[Python-ideas] Syntax for making stuct / record / namedtuples

Eero Nevalainen eero.nevalainen at indagon.com
Wed Oct 21 13:15:10 CEST 2009


wxyarv wrote:
>>>Whenever my module A needs to pass a lot of data to module B, I find
>>>myself making a factory function in module B for creating the
> datastructures
>>>
>>>def my_factory_function(a, b, c):
>>>     # input checking
>>>     res.a = a
>>>     res.b = b
>>>     res.c = c
>>>     return res
>>>
>>>I believe this is fairly common.
>>>
>>>Since the fields are already defined in the function signature, I'd
>>>prefer to not repeat myself and write something like this:
>>>
>>>def my_factory_function(a, b, c):
>>>     args = locals()
>>>     # input checking
>>>     return namedtuple('MyTypeName', args)
>>>
>>>
>>>This would perceivably be possible, if locals() returned an OrderedDict
>>>and an appropriate namedtuple factory function was added.
>>>
>>>related discussion is in:
>>>http://kbyanc.blogspot.com/2007/07/python-aggregating-function-arguments.html
>>>http://code.activestate.com/recipes/500261/
>>>
>>>Does this seem familiar or useful to anyone besides me?
> in current syntax, res.a = a is not allowed, if res is a dict, the
> right syntax is res['a'] = a. in some languages, res.a equals
> res['a'], but not in python. (and isn't possible in Python, because
> there are many disadvantage to make this.).
> so, if you need put arguments into a dict, you can do this:
> def my_factory_function(**arg):
>     # input check
>     return arg
> arg is a dict.
> and, if res is a class, you are setting the attribute of res. you can
> also:
> def my_factory_function(**arg):
>     # input check
>     res.__dict__.update(arg)
>     return res
> a named tuple is just a dict (I think :-)

Right. I probably didn't express myself too well. The current recipe for
'structs' is here http://docs.python.org/tutorial/classes.html#odds-and-ends

make an empty class, and assign fields as necessary.
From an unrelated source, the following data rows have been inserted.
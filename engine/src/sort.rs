//! FILENAME: engine/src/sort.rs
//! Sort Engine - type-aware, stable ordering of rows by one column.
//!
//! Comparison order: a custom comparator when the column carries one (falling
//! back on failure), then absent values first, then a type-specific
//! comparison. Direction reverses the whole comparison, so absent values
//! trail in descending order.

use std::cmp::Ordering;

use serde::{Deserialize, Serialize};

use crate::column::{find_column, Column, ColumnType};
use crate::filter::strip_markup;
use crate::row::Row;
use crate::value::RowValue;

#[derive(Debug, Clone, Copy, PartialEq, Eq, Default, Serialize, Deserialize)]
#[serde(rename_all = "lowercase")]
pub enum SortDirection {
    #[default]
    Asc,
    Desc,
}

impl SortDirection {
    pub fn apply(self, ordering: Ordering) -> Ordering {
        match self {
            SortDirection::Asc => ordering,
            SortDirection::Desc => ordering.reverse(),
        }
    }

    pub fn toggled(self) -> Self {
        match self {
            SortDirection::Asc => SortDirection::Desc,
            SortDirection::Desc => SortDirection::Asc,
        }
    }
}

#[derive(Debug, Clone, PartialEq, Eq, Serialize, Deserialize)]
#[serde(rename_all = "camelCase")]
pub struct SortSpec {
    pub key: String,
    #[serde(default)]
    pub direction: SortDirection,
}

impl SortSpec {
    pub fn new(key: impl Into<String>, direction: SortDirection) -> Self {
        SortSpec {
            key: key.into(),
            direction,
        }
    }

    pub fn asc(key: impl Into<String>) -> Self {
        SortSpec::new(key, SortDirection::Asc)
    }

    pub fn desc(key: impl Into<String>) -> Self {
        SortSpec::new(key, SortDirection::Desc)
    }
}

/// Finds the column a sort applies to. An unknown key sorts nothing.
pub fn resolve_sort_column<'c>(columns: &'c [Column], sort: Option<&SortSpec>) -> Option<&'c Column> {
    let sort = sort?;
    find_column(columns, &sort.key)
}

/// Compares two raw values the way `column` wants them ordered (ascending).
pub fn compare_values(a: &RowValue, b: &RowValue, column: &Column) -> Ordering {
    if let Some(comparator) = &column.comparator {
        if let Some(ordering) = (comparator.0)(a, b) {
            return ordering;
        }
    }
    compare_default(a, b, &column.column_type)
}

/// Type-based comparison without any custom comparator.
pub fn compare_default(a: &RowValue, b: &RowValue, column_type: &ColumnType) -> Ordering {
    match (a.is_empty(), b.is_empty()) {
        (true, true) => return Ordering::Equal,
        (true, false) => return Ordering::Less,
        (false, true) => return Ordering::Greater,
        (false, false) => {}
    }

    match column_type {
        ColumnType::Number => compare_numbers(a.to_number(), b.to_number()),
        ColumnType::Html => natural_cmp(&strip_markup(&a.to_text()), &strip_markup(&b.to_text())),
        _ => natural_cmp(&a.to_text(), &b.to_text()),
    }
}

/// Unparsable numbers count as absent and sort first.
fn compare_numbers(a: Option<f64>, b: Option<f64>) -> Ordering {
    match (a, b) {
        (None, None) => Ordering::Equal,
        (None, Some(_)) => Ordering::Less,
        (Some(_), None) => Ordering::Greater,
        (Some(x), Some(y)) => x.partial_cmp(&y).unwrap_or(Ordering::Equal),
    }
}

/// Natural, case-insensitive text comparison: digit runs compare by numeric
/// value ("item2" < "item10"), everything else by folded characters.
pub fn natural_cmp(a: &str, b: &str) -> Ordering {
    let mut left = a.chars().peekable();
    let mut right = b.chars().peekable();

    loop {
        match (left.peek().copied(), right.peek().copied()) {
            (None, None) => return Ordering::Equal,
            (None, Some(_)) => return Ordering::Less,
            (Some(_), None) => return Ordering::Greater,
            (Some(x), Some(y)) if x.is_ascii_digit() && y.is_ascii_digit() => {
                let run_a = take_digits(&mut left);
                let run_b = take_digits(&mut right);
                let ordering = compare_digit_runs(&run_a, &run_b);
                if ordering != Ordering::Equal {
                    return ordering;
                }
            }
            (Some(x), Some(y)) => {
                let ordering = x.to_lowercase().cmp(y.to_lowercase());
                if ordering != Ordering::Equal {
                    return ordering;
                }
                left.next();
                right.next();
            }
        }
    }
}

fn take_digits(chars: &mut std::iter::Peekable<std::str::Chars<'_>>) -> String {
    let mut run = String::new();
    while let Some(c) = chars.peek().copied() {
        if !c.is_ascii_digit() {
            break;
        }
        run.push(c);
        chars.next();
    }
    run
}

fn compare_digit_runs(a: &str, b: &str) -> Ordering {
    let a = a.trim_start_matches('0');
    let b = b.trim_start_matches('0');
    a.len().cmp(&b.len()).then_with(|| a.cmp(b))
}

/// Stable sort of row references by one column.
pub fn sort_rows(rows: &mut [&Row], column: &Column, direction: SortDirection) {
    rows.sort_by(|ra, rb| direction.apply(compare_values(ra.get(&column.key), rb.get(&column.key), column)));
}

/// Same as `sort_rows` for owned rows (used on sibling lists in tree mode).
pub fn sort_owned_rows(rows: &mut [Row], column: &Column, direction: SortDirection) {
    rows.sort_by(|ra, rb| direction.apply(compare_values(ra.get(&column.key), rb.get(&column.key), column)));
}

#[cfg(test)]
mod tests {
    use super::*;
    use serde_json::json;

    fn rows() -> Vec<Row> {
        Row::list_from_json(json!([
            { "name": "item10", "price": "$5" },
            { "name": "Item2", "price": 20 },
            { "name": null, "price": "n/a" },
            { "name": "item1", "price": 5 }
        ]))
    }

    fn keys(rows: &[&Row], key: &str) -> Vec<String> {
        rows.iter().map(|r| r.get(key).to_text()).collect()
    }

    #[test]
    fn natural_order_ignores_case() {
        assert_eq!(natural_cmp("item2", "Item10"), Ordering::Less);
        assert_eq!(natural_cmp("ABC", "abc"), Ordering::Equal);
        assert_eq!(natural_cmp("a", "ab"), Ordering::Less);
        assert_eq!(natural_cmp("x007", "x7"), Ordering::Equal);
    }

    #[test]
    fn text_sort_puts_absent_first() {
        let data = rows();
        let mut refs: Vec<&Row> = data.iter().collect();
        sort_rows(&mut refs, &Column::new("name"), SortDirection::Asc);
        assert_eq!(keys(&refs, "name"), vec!["", "item1", "Item2", "item10"]);

        sort_rows(&mut refs, &Column::new("name"), SortDirection::Desc);
        assert_eq!(keys(&refs, "name"), vec!["item10", "Item2", "item1", ""]);
    }

    #[test]
    fn number_sort_coerces_and_is_stable() {
        let data = rows();
        let mut refs: Vec<&Row> = data.iter().collect();
        sort_rows(&mut refs, &Column::number("price"), SortDirection::Asc);
        // "n/a" has no numeric value; "$5" and 5 tie and keep input order
        assert_eq!(keys(&refs, "name"), vec!["", "item10", "item1", "Item2"]);
    }

    #[test]
    fn html_compares_text_content() {
        let a = RowValue::text("<b>beta</b>");
        let b = RowValue::text("<i>Alpha</i>");
        assert_eq!(compare_default(&a, &b, &ColumnType::Html), Ordering::Greater);
    }

    #[test]
    fn failing_comparator_falls_back() {
        let column = Column::number("n").with_comparator(|a, b| match (a, b) {
            (RowValue::Number(x), RowValue::Number(y)) => y.partial_cmp(x),
            _ => None,
        });
        assert_eq!(
            compare_values(&RowValue::Number(1.0), &RowValue::Number(2.0), &column),
            Ordering::Greater
        );
        assert_eq!(
            compare_values(&RowValue::text("1"), &RowValue::text("2"), &column),
            Ordering::Less
        );
    }

    #[test]
    fn unknown_sort_key_resolves_to_nothing() {
        let columns = vec![Column::new("name")];
        assert!(resolve_sort_column(&columns, Some(&SortSpec::asc("missing"))).is_none());
        assert!(resolve_sort_column(&columns, None).is_none());
        assert!(resolve_sort_column(&columns, Some(&SortSpec::desc("name"))).is_some());
    }
}
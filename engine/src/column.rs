//! FILENAME: engine/src/column.rs
//! PURPOSE: Column descriptors - how a field is displayed, sorted, filtered and aggregated.
//! CONTEXT: Columns are configuration. The optional renderer and comparator are
//! host-supplied behavior and are skipped by serde.

use std::cmp::Ordering;
use std::fmt;
use std::sync::Arc;

use serde::{Deserialize, Serialize};

use crate::row::Row;
use crate::value::RowValue;

// ============================================================================
// COLUMN TYPE
// ============================================================================

/// Semantic type of a column. Drives rendered text and default comparison.
#[derive(Debug, Clone, PartialEq, Eq, Default, Serialize, Deserialize)]
#[serde(rename_all = "camelCase")]
pub enum ColumnType {
    #[default]
    Text,
    Number,
    /// Markup text; compared and filtered on its tag-stripped content.
    Html,
    /// A URL with an optional fixed label.
    Link { text: Option<String> },
    /// An action button with an optional fixed label.
    Button { text: Option<String> },
    Image,
    /// Host-registered cell type, treated as text by the pipeline.
    Custom(String),
}

/// Statistics a column may request for group headers.
#[derive(Debug, Clone, Copy, PartialEq, Eq, Hash, Serialize, Deserialize)]
#[serde(rename_all = "camelCase")]
pub enum ColumnAggregation {
    Sum,
    Min,
    Max,
}

// ============================================================================
// HOST CALLBACKS
// ============================================================================

/// Custom cell renderer. Returns markup or text; the pipeline only looks at
/// its text content.
#[derive(Clone)]
pub struct CellRenderer(pub Arc<dyn Fn(&RowValue, &Row) -> String + Send + Sync>);

impl fmt::Debug for CellRenderer {
    fn fmt(&self, f: &mut fmt::Formatter<'_>) -> fmt::Result {
        f.write_str("CellRenderer")
    }
}

/// Custom comparator. `None` signals failure; the sort engine then falls back
/// to the type-based comparison for that pair.
#[derive(Clone)]
pub struct ValueComparator(
    pub Arc<dyn Fn(&RowValue, &RowValue) -> Option<Ordering> + Send + Sync>,
);

impl fmt::Debug for ValueComparator {
    fn fmt(&self, f: &mut fmt::Formatter<'_>) -> fmt::Result {
        f.write_str("ValueComparator")
    }
}

// ============================================================================
// COLUMN
// ============================================================================

fn default_true() -> bool {
    true
}

/// Describes one field to display, sort, filter or aggregate.
#[derive(Debug, Clone, Serialize, Deserialize)]
#[serde(rename_all = "camelCase")]
pub struct Column {
    /// Field name in the row.
    pub key: String,

    /// Display label; the key is used when absent.
    #[serde(default)]
    pub label: Option<String>,

    #[serde(default, rename = "type")]
    pub column_type: ColumnType,

    #[serde(default = "default_true")]
    pub sortable: bool,

    #[serde(default = "default_true")]
    pub filterable: bool,

    /// Statistics to compute per group.
    #[serde(default)]
    pub aggregations: Vec<ColumnAggregation>,

    #[serde(skip)]
    pub render: Option<CellRenderer>,

    #[serde(skip)]
    pub comparator: Option<ValueComparator>,
}

impl Column {
    pub fn new(key: impl Into<String>) -> Self {
        Column {
            key: key.into(),
            label: None,
            column_type: ColumnType::Text,
            sortable: true,
            filterable: true,
            aggregations: Vec::new(),
            render: None,
            comparator: None,
        }
    }

    pub fn number(key: impl Into<String>) -> Self {
        Column::new(key).with_type(ColumnType::Number)
    }

    pub fn with_label(mut self, label: impl Into<String>) -> Self {
        self.label = Some(label.into());
        self
    }

    pub fn with_type(mut self, column_type: ColumnType) -> Self {
        self.column_type = column_type;
        self
    }

    pub fn with_aggregations(mut self, aggregations: &[ColumnAggregation]) -> Self {
        self.aggregations = aggregations.to_vec();
        self
    }

    pub fn sortable(mut self, sortable: bool) -> Self {
        self.sortable = sortable;
        self
    }

    pub fn filterable(mut self, filterable: bool) -> Self {
        self.filterable = filterable;
        self
    }

    pub fn with_render<F>(mut self, render: F) -> Self
    where
        F: Fn(&RowValue, &Row) -> String + Send + Sync + 'static,
    {
        self.render = Some(CellRenderer(Arc::new(render)));
        self
    }

    pub fn with_comparator<F>(mut self, comparator: F) -> Self
    where
        F: Fn(&RowValue, &RowValue) -> Option<Ordering> + Send + Sync + 'static,
    {
        self.comparator = Some(ValueComparator(Arc::new(comparator)));
        self
    }

    pub fn display_label(&self) -> &str {
        self.label.as_deref().unwrap_or(&self.key)
    }

    pub fn wants(&self, aggregation: ColumnAggregation) -> bool {
        self.aggregations.contains(&aggregation)
    }
}

/// Finds a column by key.
pub fn find_column<'c>(columns: &'c [Column], key: &str) -> Option<&'c Column> {
    columns.iter().find(|c| c.key == key)
}
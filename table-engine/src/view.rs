//! FILENAME: table-engine/src/view.rs
//! Table View - the ordered rows of one page, ready for rendering.
//!
//! Pipeline: filter -> sort -> (group | tree flatten) -> page window.
//! Stages the server handles are skipped. With server pagination the stored
//! rows already are the page, so nothing is sliced and the total comes from
//! the last response.

use engine::{
    filter_rows, flatten_tree, group_rows, paginate, resolve_sort_column, sort_rows, tree_visibility,
    Column, CompiledFilter, FlattenParams, GroupResult, PageWindow, Row, RowId, SortDirection,
    TreeNodeView,
};
use serde::Serialize;

use crate::definition::TableOptions;
use crate::state::TableState;

/// One group on the page.
#[derive(Debug, Clone, PartialEq, Serialize)]
pub struct GroupView<'a> {
    #[serde(flatten)]
    pub group: GroupResult<'a>,
    pub collapsed: bool,
}

#[derive(Debug, Clone, PartialEq, Serialize)]
#[serde(tag = "kind", content = "items", rename_all = "lowercase")]
pub enum TableBody<'a> {
    Rows(Vec<&'a Row>),
    Groups(Vec<GroupView<'a>>),
    Tree(Vec<TreeNodeView<'a>>),
}

#[derive(Debug, Clone, PartialEq, Serialize)]
#[serde(rename_all = "camelCase")]
pub struct TableView<'a> {
    pub body: TableBody<'a>,
    pub window: PageWindow,
    /// Message of the last invalid filter pattern.
    pub filter_error: Option<&'a str>,
    /// A remote page load is in flight.
    pub loading: bool,
}

impl<'a> TableView<'a> {
    /// Rows on the page, in display order. Grouped pages list every row of
    /// every group; tree pages list the emitted nodes.
    pub fn rows(&self) -> Vec<&'a Row> {
        match &self.body {
            TableBody::Rows(rows) => rows.clone(),
            TableBody::Groups(groups) => groups.iter().flat_map(|g| g.group.rows.iter().copied()).collect(),
            TableBody::Tree(nodes) => nodes.iter().map(|n| n.row).collect(),
        }
    }

    /// Ids of `rows()`.
    pub fn row_ids(&self) -> Vec<RowId> {
        self.rows().iter().filter_map(|r| r.id).collect()
    }

    /// Number of entries on the page: rows, groups or tree nodes.
    pub fn len(&self) -> usize {
        match &self.body {
            TableBody::Rows(rows) => rows.len(),
            TableBody::Groups(groups) => groups.len(),
            TableBody::Tree(nodes) => nodes.len(),
        }
    }

    pub fn is_empty(&self) -> bool {
        self.len() == 0
    }

    pub fn groups(&self) -> &[GroupView<'a>] {
        match &self.body {
            TableBody::Groups(groups) => groups,
            _ => &[],
        }
    }

    pub fn tree_nodes(&self) -> &[TreeNodeView<'a>] {
        match &self.body {
            TableBody::Tree(nodes) => nodes,
            _ => &[],
        }
    }
}

/// Runs the whole pipeline over `rows` for the current state.
pub fn compute_view<'a>(
    rows: &'a [Row],
    columns: &'a [Column],
    options: &'a TableOptions,
    state: &'a TableState,
    loading: bool,
) -> TableView<'a> {
    let server = options.server;

    let pass_through = CompiledFilter::pass_through();
    let filter = if options.filterable && !server.filtering {
        &state.compiled
    } else {
        &pass_through
    };

    let sort: Option<(&Column, SortDirection)> = if options.sortable && !server.sorting {
        state.sort.as_ref().and_then(|spec| {
            resolve_sort_column(columns, Some(spec))
                .filter(|column| column.sortable)
                .map(|column| (column, spec.direction))
        })
    } else {
        None
    };

    let (body, window) = if options.tree.enabled && !state.is_pivot() {
        let visible = filter
            .is_active()
            .then(|| tree_visibility(rows, columns, filter, &options.tree.children_field));
        let params = FlattenParams {
            options: &options.tree,
            state: &state.tree,
            sort,
            visible: visible.as_ref(),
        };
        let nodes = flatten_tree(rows, &params);
        let (nodes, window) = window_items(nodes, options, state);
        (TableBody::Tree(nodes), window)
    } else {
        let refs: Vec<&Row> = rows.iter().collect();
        let mut matched = filter_rows(&refs, columns, filter);
        if let Some((column, direction)) = sort {
            sort_rows(&mut matched, column, direction);
        }

        match grouping_key(options, state) {
            Some(key) => {
                let groups: Vec<GroupView<'a>> = group_rows(&matched, key, columns)
                    .into_iter()
                    .map(|group| GroupView {
                        collapsed: state.collapsed_groups.contains(&group.value),
                        group,
                    })
                    .collect();
                let (groups, window) = window_items(groups, options, state);
                (TableBody::Groups(groups), window)
            }
            None => {
                let (page, window) = window_items(matched, options, state);
                (TableBody::Rows(page), window)
            }
        }
    };

    TableView {
        body,
        window,
        filter_error: state.filter_error(),
        loading,
    }
}

/// Grouping is suspended in tree and pivot mode.
fn grouping_key<'s>(options: &TableOptions, state: &'s TableState) -> Option<&'s str> {
    if !options.groupable || state.is_pivot() {
        return None;
    }
    state.group_by.as_deref().filter(|key| !key.is_empty())
}

fn window_items<T>(items: Vec<T>, options: &TableOptions, state: &TableState) -> (Vec<T>, PageWindow) {
    if options.server.pagination && !state.is_pivot() {
        let total = state.server_total.unwrap_or(items.len());
        return (items, PageWindow::compute(state.page, state.page_size, total));
    }
    let page_size = options.pagination.then_some(state.page_size);
    paginate(items, state.page, page_size)
}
I prefer using factory functions, since I then I can define in a single
place, what the 'struct' is supposed to contain, and the function
signature will conveniently raise errors if I've made changes in module
B, but not A.

The same boilerplate code is also in all normal class init methods, you
list the stuff once in the __init__ method arguments, then you list them
again when you assign them, and I'm just wondering why do I have to
repeat myself.


As for named tuples, I quote
http://docs.python.org/library/collections.html#namedtuple-factory-function-for-tuples-with-named-fields

"Named tuple instances do not have per-instance dictionaries, so they
are lightweight and require no more memory than regular tuples."